En matière de reproduction des photographies du domaine public, l'ouvrage confirme la leçon récemment discutée sur ce blog selon laquelle “la protection est récusée à des photographies qui ne font que représenter des objets et qui ne sont que la reproduction fidèle desdits objets" (p. 485). Les auteurs critiquent sur ce point les pratiques des collections patrimoniales, qui contreviennent à l'esprit des textes en commercialisant leurs reproductions sous la forme d'une location de substrat, assortie d'une interdiction contractuelle de réutilisation dans un autre cas que celui défini par la commande. Ce requisit est strictement hors la loi, car l'exercice d'un droit patrimonial ne peut par définition s'appliquer à une oeuvre du domaine public.
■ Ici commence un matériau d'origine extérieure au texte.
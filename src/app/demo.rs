//! Demo points shared by the static map and the API seed.

use crate::error_handling::ValidationError;
use crate::store::LocationRecord;

/// The two sample points near the campus main entrance.
const DEMO_POINTS: [(f64, f64, &str); 2] = [
    (3.3415, -76.5295, "Punto 1"),
    (3.3420, -76.5288, "Punto 2"),
];

/// Builds the demo records tagged with `source`, stamped now.
pub fn demo_points(source: &str) -> Result<Vec<LocationRecord>, ValidationError> {
    DEMO_POINTS
        .iter()
        .map(|&(lat, lon, label)| {
            Ok(LocationRecord::new(lat, lon)?
                .with_label(label)
                .with_source(source))
        })
        .collect()
}
use chrono::{DateTime, Duration, TimeZone, Utc};

use super::*;

fn base_time() -> DateTime<Utc> {
    Utc.with_ymd_and_hms(2024, 5, 1, 12, 0, 0).unwrap()
}

fn record_at(minutes: i64, label: &str) -> LocationRecord {
    LocationRecord::new(3.3415, -76.5295)
        .unwrap()
        .with_label(label)
        .with_created_at(base_time() + Duration::minutes(minutes))
}

fn labels(records: &[LocationRecord]) -> Vec<&str> {
    records.iter().map(LocationRecord::label).collect()
}

#[test]
fn test_new_store_is_empty() {
    let store = LocationStore::default();
    assert!(store.is_empty());
    assert_eq!(store.len(), 0);
    assert!(store.snapshot().is_empty());
    assert_eq!(store.history_limit(), None);
}

#[test]
fn test_snapshot_sorted_by_created_at() {
    let store = LocationStore::new(None);
    store.add(record_at(5, "c"));
    store.add(record_at(0, "a"));
    store.add(record_at(2, "b"));

    assert_eq!(labels(&store.snapshot()), vec!["a", "b", "c"]);
}

#[test]
fn test_snapshot_keeps_insertion_order_for_equal_timestamps() {
    let store = LocationStore::new(None);
    store.add(record_at(1, "first"));
    store.add(record_at(1, "second"));
    store.add(record_at(0, "earlier"));

    assert_eq!(
        labels(&store.snapshot()),
        vec!["earlier", "first", "second"]
    );
}

#[test]
fn test_filter_by_date_start_only() {
    let store = LocationStore::new(None);
    store.bulk_add([record_at(0, "t0"), record_at(1, "t1"), record_at(2, "t2")]);

    let filtered = store.filter_by_date(Some(base_time() + Duration::minutes(1)), None);
    assert_eq!(labels(&filtered), vec!["t1", "t2"]);
}

#[test]
fn test_filter_by_date_bounds_inclusive() {
    let store = LocationStore::new(None);
    store.bulk_add([
        record_at(0, "t0"),
        record_at(1, "t1"),
        record_at(2, "t2"),
        record_at(3, "t3"),
    ]);

    let filtered = store.filter_by_date(
        Some(base_time() + Duration::minutes(1)),
        Some(base_time() + Duration::minutes(2)),
    );
    assert_eq!(labels(&filtered), vec!["t1", "t2"]);
}

#[test]
fn test_filter_by_date_without_bounds_matches_snapshot() {
    let store = LocationStore::new(None);
    store.bulk_add([record_at(3, "x"), record_at(1, "y")]);
    assert_eq!(store.filter_by_date(None, None), store.snapshot());
}

#[test]
fn test_filter_by_date_empty_result() {
    let store = LocationStore::new(None);
    store.add(record_at(0, "t0"));
    let filtered = store.filter_by_date(Some(base_time() + Duration::hours(1)), None);
    assert!(filtered.is_empty());
}

#[test]
fn test_latest_returns_most_recent_oldest_first() {
    let store = LocationStore::new(None);
    for i in 0..5 {
        store.add(record_at(i, &format!("p{}", i)));
    }

    assert_eq!(labels(&store.latest(Some(2))), vec!["p3", "p4"]);
    assert_eq!(store.latest(Some(10)).len(), 5);
    assert!(store.latest(Some(0)).is_empty());
}

#[test]
fn test_latest_on_empty_store() {
    let store = LocationStore::new(None);
    assert!(store.latest(None).is_empty());
}

#[test]
fn test_history_limit_evicts_oldest_by_insertion() {
    let store = LocationStore::new(Some(3));
    for i in 0..5 {
        store.add(record_at(i, &format!("p{}", i)));
    }

    assert_eq!(store.len(), 3);
    assert_eq!(labels(&store.snapshot()), vec!["p2", "p3", "p4"]);
}

#[test]
fn test_history_limit_uses_insertion_order_not_timestamp() {
    // A late-arriving record with an old timestamp is still the newest insert.
    let store = LocationStore::new(Some(2));
    store.add(record_at(10, "new-a"));
    store.add(record_at(11, "new-b"));
    store.add(record_at(0, "backfilled"));

    assert_eq!(labels(&store.snapshot()), vec!["backfilled", "new-b"]);
}

#[test]
fn test_history_limit_zero_keeps_nothing() {
    let store = LocationStore::new(Some(0));
    store.add(record_at(0, "gone"));
    assert!(store.is_empty());
}

#[test]
fn test_clear_then_add_behaves_like_fresh_store() {
    let store = LocationStore::new(Some(2));
    store.bulk_add([record_at(0, "a"), record_at(1, "b")]);
    store.clear();
    assert!(store.snapshot().is_empty());

    store.add(record_at(2, "c"));
    assert_eq!(labels(&store.snapshot()), vec!["c"]);
    assert_eq!(store.history_limit(), Some(2));
}

#[test]
fn test_snapshot_is_a_copy() {
    let store = LocationStore::new(None);
    store.add(record_at(0, "a"));
    let snapshot = store.snapshot();
    store.add(record_at(1, "b"));
    assert_eq!(snapshot.len(), 1);
    assert_eq!(store.len(), 2);
}

#[test]
fn test_latest_defaults_to_ten() {
    let store = LocationStore::new(None);
    for i in 0..12 {
        store.add(record_at(i, &format!("p{}", i)));
    }

    let latest = store.latest(None);
    assert_eq!(latest.len(), 10);
    assert_eq!(latest[0].label(), "p2");
    assert_eq!(latest[9].label(), "p11");
}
En d'autres termes, nul ne peut valablement s'opposer à la copie ni à la réutilisation d'une reproduction d'une telle oeuvre, quel que soit son usage. A bon entendeur...

Références:
1. Hilary Ballon, Mariet Westermann, Art History and Its Publications in the Electronic Age, Connexions, Rice University Press, 20 septembre 2006 (publication en ligne).
2. Martha Caspers, "Wem gehören die Bilder? Rechtsfragen zur digitalen Fotografie", Rundbrief Fotografie, vol. 13 (2006), n°3, p. 24-29
3. Marie Cornu, Nathalie Mallet-Poujol, Droit, Oeuvres d'art et Musées. Protection et valorisation des collections, Paris, CNRS éditions, 2006.